I also ordered another a USB SIM-sized card reader, to use with a new OpenPGP card, so expect me advertising a second GPG key (and if I remember this time, I’ll print some business card with the fingerprints). This should make it easier for me to access my servers even if I don’t have a trusted computer with me.
Finally, I need to set up PFS but to do that I need to update Apache to version 2.4 and last time that was a problem with mod_perl
. With a bit of luck I can make sure it works now and I can update. There is also the Bugzilla on xine-project that needs to be updated to version 4, hopefully I can do that tonight or tomorrow.
I bet you’re on a contract with HE, but if you ever need to move again I’ll gladly offer some gratis space.
Did you notice what the patch was only to limit the damage to 16k rather than 64k? They didn’t do anything about the funky use-after-free model they use for getting the heartbeat data or check the actual length of the heartbeat request against the length of the data received. The heartbleed is still there, clotting but not healed. (Of course, if I were truly motivated here, I’d make my own exploit setup to test my theory.)I’ve decided that for dev-libs/openssl-1.0.1g, the only safe thing for me is USE=”-tls-heartbeat”.That’s too bad. Keeping TLS connections alive to avoid repeated TLS negotiations (and repeated reliance on the PKI) would be a win for long connections.

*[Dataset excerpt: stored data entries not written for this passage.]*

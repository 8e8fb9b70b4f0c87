use std::f64::consts::PI;

/// Radial integrals of a pair potential beyond a truncation radius `rc`,
/// including the 4π solid-angle factor:
/// `energy = 4π∫ r² u(r) dr` and `virial = 4π∫ r² (r du/dr) dr`.
#[derive(Debug, Clone, Copy, PartialEq, Default)]
pub struct TailIntegrals {
    pub energy: f64,
    pub virial: f64,
}

/// A spherically symmetric pair potential expressed in the squared separation.
pub trait PairPotential {
    fn u(&self, r2: f64) -> f64;

    /// `r·du/dr`, the pair virial.
    fn du(&self, r2: f64) -> f64;

    /// Tail integrals beyond `rc`; `None` when they diverge or have no closed form.
    fn tail_integrals(&self, _rc: f64) -> Option<TailIntegrals> {
        None
    }
}

impl<P: PairPotential + ?Sized> PairPotential for &P {
    fn u(&self, r2: f64) -> f64 {
        (**self).u(r2)
    }
    fn du(&self, r2: f64) -> f64 {
        (**self).du(r2)
    }
    fn tail_integrals(&self, rc: f64) -> Option<TailIntegrals> {
        (**self).tail_integrals(rc)
    }
}

impl<P: PairPotential + ?Sized> PairPotential for Box<P> {
    fn u(&self, r2: f64) -> f64 {
        (**self).u(r2)
    }
    fn du(&self, r2: f64) -> f64 {
        (**self).du(r2)
    }
    fn tail_integrals(&self, rc: f64) -> Option<TailIntegrals> {
        (**self).tail_integrals(rc)
    }
}

#[inline]
fn inverse_power(r2: f64, sigma: f64, exponent: u32) -> f64 {
    let s2 = sigma * sigma / r2;
    if exponent % 2 == 0 {
        s2.powi((exponent / 2) as i32)
    } else {
        s2.powf(0.5 * exponent as f64)
    }
}

/// `4π∫_rc^∞ r² · a·r⁻ⁿ dr` for n > 3.
#[inline]
fn power_law_tail(coefficient: f64, exponent: u32, rc: f64) -> f64 {
    let n = exponent as f64;
    4.0 * PI * coefficient * rc.powf(3.0 - n) / (n - 3.0)
}

#[inline]
pub fn lennard_jones_12_6(r2: f64, sigma: f64, epsilon: f64) -> f64 {
    let s6 = inverse_power(r2, sigma, 6);
    4.0 * epsilon * (s6 * s6 - s6)
}

#[inline]
pub fn lennard_jones_12_6_virial(r2: f64, sigma: f64, epsilon: f64) -> f64 {
    let s6 = inverse_power(r2, sigma, 6);
    -4.0 * epsilon * (12.0 * s6 * s6 - 6.0 * s6)
}

#[derive(Debug, Clone, Copy, PartialEq)]
pub struct LennardJones {
    pub sigma: f64,
    pub epsilon: f64,
}

impl LennardJones {
    pub fn new(sigma: f64, epsilon: f64) -> Self {
        Self { sigma, epsilon }
    }

    /// Reduced units, σ = ε = 1.
    pub fn reduced() -> Self {
        Self::new(1.0, 1.0)
    }
}

impl PairPotential for LennardJones {
    fn u(&self, r2: f64) -> f64 {
        lennard_jones_12_6(r2, self.sigma, self.epsilon)
    }

    fn du(&self, r2: f64) -> f64 {
        lennard_jones_12_6_virial(r2, self.sigma, self.epsilon)
    }

    fn tail_integrals(&self, rc: f64) -> Option<TailIntegrals> {
        let a12 = 4.0 * self.epsilon * self.sigma.powi(12);
        let a6 = -4.0 * self.epsilon * self.sigma.powi(6);
        let energy = power_law_tail(a12, 12, rc) + power_law_tail(a6, 6, rc);
        let virial = -12.0 * power_law_tail(a12, 12, rc) - 6.0 * power_law_tail(a6, 6, rc);
        Some(TailIntegrals { energy, virial })
    }
}

/// Purely repulsive inverse-power potential `ε(σ/r)ⁿ`.
#[derive(Debug, Clone, Copy, PartialEq)]
pub struct SoftSphere {
    pub sigma: f64,
    pub epsilon: f64,
    pub exponent: u32,
}

impl SoftSphere {
    pub fn new(sigma: f64, epsilon: f64, exponent: u32) -> Self {
        Self {
            sigma,
            epsilon,
            exponent,
        }
    }
}

impl PairPotential for SoftSphere {
    fn u(&self, r2: f64) -> f64 {
        self.epsilon * inverse_power(r2, self.sigma, self.exponent)
    }

    fn du(&self, r2: f64) -> f64 {
        -(self.exponent as f64) * self.u(r2)
    }

    fn tail_integrals(&self, rc: f64) -> Option<TailIntegrals> {
        if self.exponent <= 3 {
            return None;
        }
        let coefficient = self.epsilon * self.sigma.powi(self.exponent as i32);
        let energy = power_law_tail(coefficient, self.exponent, rc);
        Some(TailIntegrals {
            energy,
            virial: -(self.exponent as f64) * energy,
        })
    }
}

/// Bounded Gaussian-core repulsion `ε·exp(−r²/σ²)`, finite at zero separation.
#[derive(Debug, Clone, Copy, PartialEq)]
pub struct GaussianCore {
    pub sigma: f64,
    pub epsilon: f64,
}

impl GaussianCore {
    pub fn new(sigma: f64, epsilon: f64) -> Self {
        Self { sigma, epsilon }
    }
}

impl PairPotential for GaussianCore {
    fn u(&self, r2: f64) -> f64 {
        self.epsilon * (-r2 / (self.sigma * self.sigma)).exp()
    }

    fn du(&self, r2: f64) -> f64 {
        -2.0 * r2 / (self.sigma * self.sigma) * self.u(r2)
    }
}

It’s a nice goal, but I think it’s still not implemented right in openssl.
Kevin, thanks for the offer, there are other uses for that cabinet that will appear in the coming months, which is why I ended up choosing that option, keep an eye out on the blog!Mike, I have honestly not tried to make heads and tails of the code myself for various reasons, but I have reasons to trust the people who both worked on the fix and who verified it that this is an actual fix rather than limit the damage.